Ildefonso, El Toledano (23 de enero)

Autor: Adolfo Carreto

 

 

Yo me imagino a San Ildefonso, el arzobispo, como lo pinta escribiendo El Greco: espigado y de pocas carnes. Me lo imagino igualmente inspirándose en quien se inspira, en esa Virgen a la que dedicó su pluma, su defensa de la virginidad, y todas las defensas que por aquellos tiempos, siglo VII, hacían falta. Eran tiempos de asentamiento de la fe en España, y Toledo era ciudad para semejantes asentamientos, y sin tropiezos.

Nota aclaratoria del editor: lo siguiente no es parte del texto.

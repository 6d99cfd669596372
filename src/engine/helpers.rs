use serde_json::{Map, Value};

use crate::error::{malformed_body_error, Error};

pub const PICKUP_LOCATION_FIELD: &str = "PickupLocation";

#[tracing::instrument(skip(body))]
pub fn parse_body(body: Option<&str>) -> Result<Map<String, Value>, Error> {
    let body = body.ok_or_else(|| malformed_body_error("missing body"))?;

    match serde_json::from_str::<Value>(body).map_err(malformed_body_error)? {
        Value::Object(fields) => Ok(fields),
        other => Err(malformed_body_error(format!("expected an object, got {}", other))),
    }
}

/// Passes the pickup location through untouched; absence becomes `null`.
pub fn pickup_location(body: &Map<String, Value>) -> Value {
    body.get(PICKUP_LOCATION_FIELD).cloned().unwrap_or(Value::Null)
}
mod event;
mod ride;
mod unicorn;

pub use event::{
    Authorizer, ProxyRequest, ProxyResponse, RequestContext, CORS_ALLOW_ORIGIN,
    INTERNAL_ERROR_MESSAGE,
};
pub use ride::Ride;
pub use unicorn::Unicorn;
use std::sync::Mutex;

use chrono::{DateTime, Local};
use rand::{rngs::StdRng, Rng, SeedableRng};

/// Source of uniform indices for ride ids and unicorn selection.
pub trait RandomSource: Send + Sync {
    /// Returns an index in `0..bound`. `bound` is never zero.
    fn index(&self, bound: usize) -> usize;
}

/// Thread-local generator, no seeding contract.
#[derive(Clone, Copy, Debug, Default)]
pub struct ThreadRandom;

impl RandomSource for ThreadRandom {
    fn index(&self, bound: usize) -> usize {
        rand::thread_rng().gen_range(0..bound)
    }
}

/// Reproducible generator for local runs and tests.
#[derive(Debug)]
pub struct SeededRandom(Mutex<StdRng>);

impl SeededRandom {
    pub fn new(seed: u64) -> Self {
        Self(Mutex::new(StdRng::seed_from_u64(seed)))
    }
}

impl RandomSource for SeededRandom {
    fn index(&self, bound: usize) -> usize {
        let mut rng = self.0.lock().unwrap_or_else(|poisoned| poisoned.into_inner());
        rng.gen_range(0..bound)
    }
}

pub trait Clock: Send + Sync {
    fn now(&self) -> DateTime<Local>;
}

#[derive(Clone, Copy, Debug, Default)]
pub struct SystemClock;

impl Clock for SystemClock {
    fn now(&self) -> DateTime<Local> {
        Local::now()
    }
}

#[derive(Clone, Copy, Debug)]
pub struct FixedClock(pub DateTime<Local>);

impl Clock for FixedClock {
    fn now(&self) -> DateTime<Local> {
        self.0
    }
}
use std::collections::HashMap;

use serde::{Deserialize, Serialize};
use serde_json::{Map, Value};

use crate::entities::Ride;

pub const CORS_ALLOW_ORIGIN: &str = "Access-Control-Allow-Origin";
pub const INTERNAL_ERROR_MESSAGE: &str = "There seems to be an error on our end.";

/// Invocation event handed over by the request dispatcher.
#[derive(Clone, Debug, Default, Serialize, Deserialize)]
#[serde(rename_all = "camelCase")]
pub struct ProxyRequest {
    #[serde(default)]
    pub request_context: Option<RequestContext>,
    #[serde(default)]
    pub body: Option<String>,
    #[serde(flatten)]
    pub extra: Map<String, Value>,
}

#[derive(Clone, Debug, Default, Serialize, Deserialize)]
pub struct RequestContext {
    #[serde(default)]
    pub authorizer: Option<Authorizer>,
    #[serde(flatten)]
    pub extra: Map<String, Value>,
}

/// Claims verified by the upstream gateway. Trusted as-is.
#[derive(Clone, Debug, Default, Serialize, Deserialize)]
pub struct Authorizer {
    #[serde(default)]
    pub claims: Option<Value>,
    #[serde(flatten)]
    pub extra: Map<String, Value>,
}

impl ProxyRequest {
    pub fn authorizer(&self) -> Option<&Authorizer> {
        self.request_context
            .as_ref()
            .and_then(|context| context.authorizer.as_ref())
    }
}

#[derive(Clone, Debug, PartialEq, Serialize, Deserialize)]
#[serde(rename_all = "camelCase")]
pub struct ProxyResponse {
    pub status_code: u16,
    pub body: String,
    #[serde(default, skip_serializing_if = "Option::is_none")]
    pub headers: Option<HashMap<String, String>>,
}

impl ProxyResponse {
    pub fn created(ride: &Ride) -> Result<Self, serde_json::Error> {
        let headers = HashMap::from([(CORS_ALLOW_ORIGIN.to_string(), "*".to_string())]);

        Ok(Self {
            status_code: 201,
            body: serde_json::to_string(ride)?,
            headers: Some(headers),
        })
    }

    pub fn internal_error() -> Self {
        Self {
            status_code: 500,
            body: serde_json::json!({ "error": INTERNAL_ERROR_MESSAGE }).to_string(),
            headers: None,
        }
    }
}

#[cfg(test)]
mod tests {
    use super::*;
    use serde_json::json;

    #[test]
    fn reads_authorizer_from_request_context() {
        let request: ProxyRequest = serde_json::from_value(json!({
            "resource": "/ride",
            "requestContext": {
                "requestId": "abc",
                "authorizer": {"claims": {"cognito:username": "alice"}},
            },
            "body": "{}",
        }))
        .unwrap();

        let claims = request.authorizer().unwrap().claims.as_ref().unwrap();
        assert_eq!(claims["cognito:username"], json!("alice"));

        let request: ProxyRequest = serde_json::from_value(json!({
            "requestContext": {"authorizer": {"claims": "nope"}},
        }))
        .unwrap();
        assert_eq!(request.authorizer().unwrap().claims, Some(json!("nope")));
        assert_eq!(request.extra["resource"], json!("/ride"));
    }

    #[test]
    fn null_or_missing_authorizer_is_absent() {
        let request: ProxyRequest =
            serde_json::from_value(json!({"requestContext": {"authorizer": null}})).unwrap();
        assert!(request.authorizer().is_none());

        let request: ProxyRequest = serde_json::from_value(json!({"body": "{}"})).unwrap();
        assert!(request.authorizer().is_none());
    }

    #[test]
    fn internal_error_envelope() {
        let response = ProxyResponse::internal_error();

        assert_eq!(response.status_code, 500);
        assert_eq!(response.headers, None);
        assert_eq!(
            serde_json::from_str::<Value>(&response.body).unwrap(),
            json!({"error": INTERNAL_ERROR_MESSAGE})
        );
        assert_eq!(
            serde_json::to_value(&response).unwrap(),
            json!({"statusCode": 500, "body": response.body})
        );
    }
}
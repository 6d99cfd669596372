mod handlers;

use std::net::SocketAddr;
use std::sync::Arc;

use axum::{extract::Extension, routing::post, Router};

use crate::api::{DynAPI, API};
use crate::error::{unexpected_error, Error};
use crate::server::handlers::rides;

pub fn router(api: DynAPI) -> Router {
    Router::new()
        .route("/invoke", post(rides::invoke))
        .layer(Extension(api))
}

pub async fn serve<T: API + Sync + Send + 'static>(api: T, addr: SocketAddr) -> Result<(), Error> {
    let api = Arc::new(api) as DynAPI;

    tracing::info!("listening on {}", addr);

    axum::Server::bind(&addr)
        .serve(router(api).into_make_service())
        .await
        .map_err(unexpected_error)
}
use std::time::Instant;

use tracing::{Level, Span};
use uuid::Uuid;

use crate::config::TelemetryConfig;

pub fn init_logging(level: Level) {
    // a subscriber may already be installed by an embedding host
    if let Err(err) = tracing_subscriber::fmt().with_max_level(level).try_init() {
        tracing::debug!("keeping existing subscriber: {}", err);
    }
}

#[derive(Clone, Debug, PartialEq)]
pub struct Plugin {
    pub name: &'static str,
    pub enabled: bool,
}

/// Per-invocation marks and profiling, toggled by config.
#[derive(Clone, Debug)]
pub struct Telemetry {
    plugins: Vec<Plugin>,
    distributed_tracing: bool,
}

impl Default for Telemetry {
    fn default() -> Self {
        Self::new(&TelemetryConfig::default())
    }
}

impl Telemetry {
    pub fn new(config: &TelemetryConfig) -> Self {
        let plugins = vec![
            Plugin {
                name: "profiler",
                enabled: config.profiler_enabled,
            },
            Plugin {
                name: "trace",
                enabled: config.trace_enabled,
            },
        ];

        if config.token.is_none() && plugins.iter().any(|plugin| plugin.enabled) {
            tracing::warn!("telemetry token not set, marks are recorded locally only");
        }

        Self {
            plugins,
            distributed_tracing: config.distributed_tracing_enabled,
        }
    }

    pub fn plugins(&self) -> &[Plugin] {
        &self.plugins
    }

    fn is_enabled(&self, name: &str) -> bool {
        self.plugins
            .iter()
            .any(|plugin| plugin.name == name && plugin.enabled)
    }

    pub fn log_plugins(&self) {
        for plugin in self.plugins.iter().filter(|plugin| plugin.enabled) {
            tracing::info!("telemetry {} plugin enabled", plugin.name);
        }
    }

    /// Span wrapping one invocation; disabled unless distributed tracing is on.
    pub fn invocation_span(&self) -> Span {
        if !self.distributed_tracing {
            return Span::none();
        }

        tracing::info_span!("invocation", invocation_id = %Uuid::new_v4())
    }

    /// Starts a named mark that reports its elapsed time when dropped.
    pub fn mark(&self, name: &'static str) -> Mark {
        Mark {
            name,
            started: self.is_enabled("trace").then(Instant::now),
        }
    }

    /// Starts the whole-invocation timer reported by the profiler.
    pub fn profile(&self) -> Mark {
        Mark {
            name: "invocation",
            started: self.is_enabled("profiler").then(Instant::now),
        }
    }
}

#[derive(Debug)]
pub struct Mark {
    name: &'static str,
    started: Option<Instant>,
}

impl Mark {
    pub fn is_recording(&self) -> bool {
        self.started.is_some()
    }
}

impl Drop for Mark {
    fn drop(&mut self) {
        if let Some(started) = self.started {
            tracing::info!(
                mark = self.name,
                elapsed_us = started.elapsed().as_micros() as u64,
                "mark"
            );
        }
    }
}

Toledo, ya se sabe, es encrucijada de tres religiones, y todas han caminado a través del tiempo por sus calles angostas con buen pie. Todas han perpetuado en Toledo no solamente sus creencias sino también sus saberes y su arte. Así es que no cabía otro lugar más apto para este obispo toledano que tenía mucho saber en su mente y muchísimo empeño por defenderlo.


Ildefonso, luego de pasar su pasantía por la abadía, luego de ejercitarse en ordenar la vida de los monjes, luego de saber de la soledad y de las meditaciones nocturnas e ininterrumpidas, luego de aprender a defenderse contra todo tipo de tentación, tuvo que acceder a ocupar la sede arzobispal de la ciudad. No la quería. Pensaba que esa era una responsabilidad que escapaba a sus posibilidades. Pero el pueblo, que es también el que sabe con esa sabiduría innata que surge de la sencillez, proclamó que el obispo para guiarlos no podía ser otro que ese abad, del que se cuenta no solamente que es sabio sino que, además, es santo. Con semejantes credenciales, cómo no presionar para que guiara a la Iglesia.
Lo logró. Y lo logró sin grandes aspavientos. No se cuentan de él hazañas memorables sino únicamente cumplimiento del deber, que posiblemente sea la hazaña más memorable de la que podamos alardear; ya el pueblo se encargará de enviarla a los altares.


En los Concilios, que entonces se sucedían con frecuencia, alzaba su voz. Y la Madre de Dios era siempre la preferencia para su defensa. Mucho había escrito sobre Ella, sobre todo lo concerniente a la virginidad, y mucho habría que continuar diciendo. Es posible que lo de la visión que se le atribuye no sea más que el producto popular del conocimiento que había sobre el obispo y su devoción por la Virgen.


Cuentan que la Madre de Dios bajó del cielo, según el lienzo de Murillo, rodeada de todos los ángeles disponibles, pues no hay cuadro de Murillo sobre Vírgenes e Inmaculadas donde los ángeles no revoloteen. Cuentan que bajó la Virgen para entregar, y según el pincel de Velásquez, imponer también, la casulla ceremonial para que el arzobispo oficiase con la mayor de las devociones. ¿Quién bordaría ese ornato? ¿En qué costurero celestial? ¿Qué manos de monjas toledanas apostadas ya en el cielo, de esas que todavía existen, pusieron sus bordados en la casulla? Puede que todo esto sea imaginación, pero tampoco importa, y menos si es motivo para los pinceles de El Greco, Murillo y Velázquez.
Lo que sí sabemos es que el Toledo de San Ildefonso continúa siendo el Toledo de la espiritualidad de todos los pintores que tengan a bien, para su inspiración, posarse en la virginidad de la Madre de Dios.